TASK TO COMPLETE:
Give again, word for word, every line in the entries below from the line with "fn equipment_label(e: &Equipment)" up to and including the line with "let vm = PmPlanDetailsViewModel::new();", and no other line.

Top of EXERCISE MATERIALS

use contracts::domain::a002_equipment::Equipment;
use contracts::domain::a004_pm_plan::{Frequency, PlanStatus};
use contracts::domain::common::AggregateId;
use contracts::shared::validation::FieldError;
use leptos::prelude::*;
use leptos::task::spawn_local;
use thaw::*;

use super::view_model::PmPlanDetailsViewModel;
use crate::domain::a002_equipment;
use crate::shared::components::date_input::DateInput;
use crate::shared::components::form_field::FormField;
use crate::shared::components::option_select::{enum_options, OptionSelect};
use crate::shared::components::status_badge::{StatusActions, StatusBadge};
use crate::shared::icons::icon;
use crate::shared::lookup::{factory_lookup, template_lookup};
use crate::system::auth::context::use_can_edit;

fn equipment_label(e: &Equipment) -> String {
    format!("{} · {}", e.base.code, e.base.description)
}

#[component]
pub fn PmPlanDetails(
    id: Option<String>,
    on_saved: Callback<()>,
    on_cancel: Callback<()>,
) -> impl IntoView {
    let vm = PmPlanDetailsViewModel::new();
    vm.load_if_needed(id);
    let can_edit = use_can_edit();
    let errors: Signal<Vec<FieldError>> = vm.errors.into();
    let factories = factory_lookup();
    let templates = template_lookup(true);
    let template_options = Signal::derive(move || templates.with(|l| l.options()));

    // Оборудование выбранного завода
    let factory_equipment = RwSignal::new(Vec::<Equipment>::new());
    let factory_id = Memo::new(move |_| vm.form.with(|f| f.factory_id.clone()));
    Effect::new(move |_| {
        let factory_id = factory_id.get();
        if factory_id.is_empty() {
            factory_equipment.set(Vec::new());
            return;
        }
        spawn_local(async move {
            match a002_equipment::api::fetch_all(Some(&factory_id)).await {
                Ok(list) => factory_equipment.set(list),
                Err(e) => log::warn!("equipment for factory {}: {}", factory_id, e),
            }
        });
    });
    let equipment_name = move |id: &str| {
        factory_equipment.with(|list| {
            list.iter()
                .find(|e| e.base.id.as_string() == id)
                .map(equipment_label)
                .unwrap_or_else(|| id.to_string())
        })
    };
    let addable = Signal::derive(move || {
        let in_plan = vm.item_ids();
        factory_equipment.with(|list| {
            list.iter()
                .filter(|e| !in_plan.contains(&e.base.id.as_string()))
                .map(|e| (e.base.id.as_string(), equipment_label(e)))
                .collect::<Vec<_>>()
        })
    });
    let to_add = RwSignal::new(String::new());

    let frequency_options =
        Signal::derive(|| enum_options(Frequency::all(), Frequency::as_str, Frequency::label));

    view! {
        <div class="details-container pm-plan-details">
            <div class="details-header">
                <h3>
                    {move || if vm.is_edit_mode() {
                        format!("План ТО {}", vm.form.with(|f| f.code.clone().unwrap_or_default()))
                    } else {
                        "Новый план ТО".to_string()
                    }}
                </h3>
                <Show when=move || vm.is_edit_mode()>
                    <Space>
                        {move || view! { <StatusBadge status=vm.status.get()/> }}
                        <StatusActions
                            current=vm.status
                            on_change=Callback::new(move |next: PlanStatus| vm.change_status_command(next))
                            disabled=Signal::derive(move || !can_edit.get() || vm.busy.get())
                        />
                        <Show when=move || vm.is_active()>
                            <Button
                                size=ButtonSize::Small
                                appearance=ButtonAppearance::Primary
                                disabled=Signal::derive(move || !can_edit.get() || vm.busy.get())
                                on_click=move |_| vm.generate_command()
                            >
                                {icon("play")}" Сгенерировать наряды"
                            </Button>
                        </Show>
                    </Space>
                </Show>
            </div>

            {move || vm.error.get().map(|e| view! { <div class="alert alert--error">{e}</div> })}

            <div class="details-form details-form--two-columns">
                <FormField label="Наименование" field="description" errors=errors required=true>
                    <input
                        type="text"
                        class="form-control"
                        prop:value=move || vm.form.with(|f| f.description.clone())
                        on:input=move |ev| vm.form.update(|f| f.description = event_target_value(&ev))
                    />
                </FormField>

                <FormField label="Завод" field="factory_id" errors=errors required=true>
                    <OptionSelect
                        value=Signal::derive(move || vm.form.with(|f| f.factory_id.clone()))
                        on_change=Callback::new(move |v| vm.form.update(|f| f.factory_id = v))
                        options=Signal::derive(move || factories.with(|l| l.options()))
                        placeholder="Выберите завод"
                        disabled=Signal::derive(move || vm.form.with(|f| !f.items.is_empty()))
                    />
                </FormField>

                <FormField label="Периодичность" field="frequency" errors=errors>
                    <OptionSelect
                        value=Signal::derive(move || vm.form.with(|f| f.frequency.as_str().to_string()))
                        on_change=Callback::new(move |v: String| {
                            if let Some(freq) = Frequency::parse(&v) {
                                vm.form.update(|f| f.frequency = freq);
                            }
                        })
                        options=frequency_options
                    />
                </FormField>

                <FormField label="Дата начала" field="start_date" errors=errors required=true>
                    <DateInput
                        value=Signal::derive(move || vm.form.with(|f| f.start_date))
                        on_change=Callback::new(move |d| vm.form.update(|f| f.start_date = d))
                    />
                </FormField>

                <FormField label="Дата окончания" field="end_date" errors=errors>
                    <DateInput
                        value=Signal::derive(move || vm.form.with(|f| f.end_date))
                        on_change=Callback::new(move |d| vm.form.update(|f| f.end_date = d))
                    />
                </FormField>

                <FormField label="Чек-лист по умолчанию" field="default_checklist_id" errors=errors>
                    <OptionSelect
                        value=Signal::derive(move || vm.form.with(|f| f.default_checklist_id.clone().unwrap_or_default()))
                        on_change=Callback::new(move |v: String| {
                            vm.form.update(|f| f.default_checklist_id = if v.is_empty() { None } else { Some(v) })
                        })
                        options=template_options
                        placeholder="Не задан"
                    />
                </FormField>

                <FormField label="Плановая дата по умолчанию" field="default_planned_date" errors=errors>
                    <DateInput
                        value=Signal::derive(move || vm.form.with(|f| f.default_planned_date))
                        on_change=Callback::new(move |d| vm.form.update(|f| f.default_planned_date = d))
                    />
                </FormField>
            </div>

            <div class="form-group">
                <label>"Оборудование в плане"</label>
                <table class="table__data plan-items">
                    <thead>
                        <tr>
                            <th>"Оборудование"</th>
                            <th>"Чек-лист"</th>
                            <th>"Плановая дата"</th>
                            <th></th>
                        </tr>
                    </thead>
                    <tbody>
                        <For
                            each=move || vm.item_ids()
                            key=|id| id.clone()
                            children=move |equipment_id| {
                                let eid = StoredValue::new(equipment_id);
                                view! {
                                    <tr>
                                        <td>{move || equipment_name(&eid.get_value())}</td>
                                        <td>
                                            <OptionSelect
                                                value=Signal::derive(move || {
                                                    vm.item(&eid.get_value(), |i| i.checklist_template_id.clone().unwrap_or_default())
                                                        .unwrap_or_default()
                                                })
                                                on_change=Callback::new(move |v: String| {
                                                    vm.update_item(&eid.get_value(), |i| {
                                                        i.checklist_template_id = if v.is_empty() { None } else { Some(v) }
                                                    })
                                                })
                                                options=template_options
                                                placeholder="—"
                                            />
                                        </td>
                                        <td>
                                            <DateInput
                                                value=Signal::derive(move || vm.item(&eid.get_value(), |i| i.planned_date).flatten())
                                                on_change=Callback::new(move |d| vm.update_item(&eid.get_value(), |i| i.planned_date = d))
                                            />
                                        </td>
                                        <td>
                                            <button
                                                class="button button--icon"
                                                title="Убрать из плана"
                                                on:click=move |_| vm.remove_equipment(&eid.get_value())
                                            >
                                                {icon("delete")}
                                            </button>
                                        </td>
                                    </tr>
                                }
                            }
                        />
                    </tbody>
                </table>
                {move || vm.form.with(|f| f.items.is_empty()).then(|| view! {
                    <div class="empty-state">"Оборудование не добавлено"</div>
                })}
                <div class="plan-items__toolbar">
                    <OptionSelect
                        value=to_add
                        on_change=Callback::new(move |v| to_add.set(v))
                        options=addable
                        placeholder="Добавить оборудование..."
                    />
                    <button
                        class="button button--secondary"
                        disabled=move || to_add.with(|v| v.is_empty())
                        on:click=move |_| {
                            vm.add_equipment(&to_add.get_untracked());
                            to_add.set(String::new());
                        }
                    >
                        {icon("plus")}" Добавить"
                    </button>
                    <button
                        class="button button--secondary"
                        title="Заполнить пустые чек-листы и даты значениями по умолчанию"
                        on:click=move |_| vm.apply_defaults()
                    >
                        "Заполнить по умолчанию"
                    </button>
                </div>
            </div>

            <FormField label="Комментарий" field="comment" errors=errors>
                <textarea
                    class="form-control"
                    rows="2"
                    prop:value=move || vm.form.with(|f| f.comment.clone().unwrap_or_default())
                    on:input=move |ev| {
                        let value = event_target_value(&ev);
                        vm.form.update(|f| f.comment = if value.is_empty() { None } else { Some(value) });
                    }
                />
            </FormField>

            <div class="details-actions">
                <button
                    class="button button--primary"
                    on:click=move |_| vm.save_command(on_saved)
                    disabled=move || !can_edit.get() || vm.busy.get()
                >
                    {icon("check")}
                    {move || if vm.is_edit_mode() { " Сохранить" } else { " Создать" }}
                </button>
                <button class="button button--secondary" on:click=move |_| on_cancel.run(())>
                    {icon("x")}
                    " Отмена"
                </button>
            </div>
        </div>
    }
}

Bottom of EXERCISE MATERIALS

RESPONSE FOR THIS EXERCISE:
fn equipment_label(e: &Equipment) -> String {
    format!("{} · {}", e.base.code, e.base.description)
}

#[component]
pub fn PmPlanDetails(
    id: Option<String>,
    on_saved: Callback<()>,
    on_cancel: Callback<()>,
) -> impl IntoView {
    let vm = PmPlanDetailsViewModel::new();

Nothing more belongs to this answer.